Difficile de faire un constat explicite… Piero San Giorgio est bien une porte d’entrée vers la question de l’effondrement, comme il en existe de multiples autres. En Suisse, le mythe du réduit national, instauré durant la Seconde Guerre mondiale, reste dans l’imaginaire de nombreux habitants. La question du survivalisme d’extrême droite et du repli sur soi existe donc bien. La méfiance doit être de mise car ils ont indéniablement la possibilité de capter l’attention d’une partie des gens désillusionnés par notre société, qui n’en voient plus le sens. Le fait que le gouvernement du canton du Valais, par l’entremise d’Oskar Freysinger, politicien membre du parti populiste de l’Union Démocratique du Centre, prenne San Giorgio en tant que consultant est très problématique. Cela veut dire qu’ils ont considéré la problématique et décidé d’y répondre par l’entremise d’un fasciste. Fort heureusement des réactions ont mis fin à cette collaboration. Ce qui est certain, c’est qu’il y a en Suisse un certain fond d’extrême droite qui se matérialise par la place de l’UDC en tant que premier parti au niveau national. Les franges plus radicales, antiparlementaires, existent partiellement mais sont très peu présentes, du moins dans l’espace public. Il faut dire que la « paix sociale » très prégnante en Suisse, et son corollaire le consensus démocratique, évitent certainement un basculement d’une frange vers un activisme plus tranché. À cela il faut ajouter le fait que les milieux de droite et d’extrême droite parlementaires sont plutôt réfractaires à l’idée du changement climatique et très imprégnés des idéologies bourgeoises, propriété privée et croissance en tête. Et c’est peut-être sur ces deux points que les survivalistes se distinguent et pourraient attirer une part de la population qui se positionnerait en rupture.

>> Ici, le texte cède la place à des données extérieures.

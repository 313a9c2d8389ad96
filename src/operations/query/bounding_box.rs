use crate::error::{MeshError, Result};
use crate::math::Aabb;
use crate::mesh::SurfaceMesh;

/// Computes the axis-aligned bounding box of a mesh.
pub struct BoundingBox<'a> {
    mesh: &'a SurfaceMesh,
}

impl<'a> BoundingBox<'a> {
    /// Creates a new `BoundingBox` query.
    #[must_use]
    pub fn new(mesh: &'a SurfaceMesh) -> Self {
        Self { mesh }
    }

    /// Executes the query, returning the AABB.
    ///
    /// # Errors
    ///
    /// Returns [`MeshError::Empty`] if the mesh has no vertices.
    pub fn execute(&self) -> Result<Aabb> {
        Ok(self.mesh.bounding_box().ok_or(MeshError::Empty)?)
    }
}

#[cfg(test)]
#[allow(clippy::unwrap_used)]
mod tests {
    use super::*;
    use crate::math::Point3;
    use crate::operations::creation::MakeBox;

    #[test]
    fn box_bounds() {
        let solid = MakeBox::new(Point3::new(-1.0, 2.0, 0.0), Point3::new(3.0, 5.0, 1.0))
            .execute()
            .unwrap();
        let bb = BoundingBox::new(solid.mesh()).execute().unwrap();
        assert_eq!(bb.min, Point3::new(-1.0, 2.0, 0.0));
        assert_eq!(bb.max, Point3::new(3.0, 5.0, 1.0));
    }

    #[test]
    fn empty_mesh_has_no_bounds() {
        assert!(BoundingBox::new(&SurfaceMesh::new()).execute().is_err());
    }
}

Ancrée en Occident dans un XXIe siècle globalisé, sur-technologique, désindustrialisé, au confort matériel accru, où l’individu est central, la collapsologie, avec son discours spécifiquement écologique, a la particularité de sortir des discours orthodoxes (par ailleurs de moins en moins diffusés et partagés) de la gauche radicale, ce qui amène indéniablement à une réduction des divergences avec l’extrême droite. Ainsi, les antagonismes nationaux de classes, les impératifs de production, les diverses oppressions systémiques, les solutions techniques et les combats politiques ne semblent plus être des perspectives. Mais, parmi cet amas de constats (non exhaustifs) de la réalité du mouvement collapso, il s’agit aussi de décrypter ce qui pourrait être porteur.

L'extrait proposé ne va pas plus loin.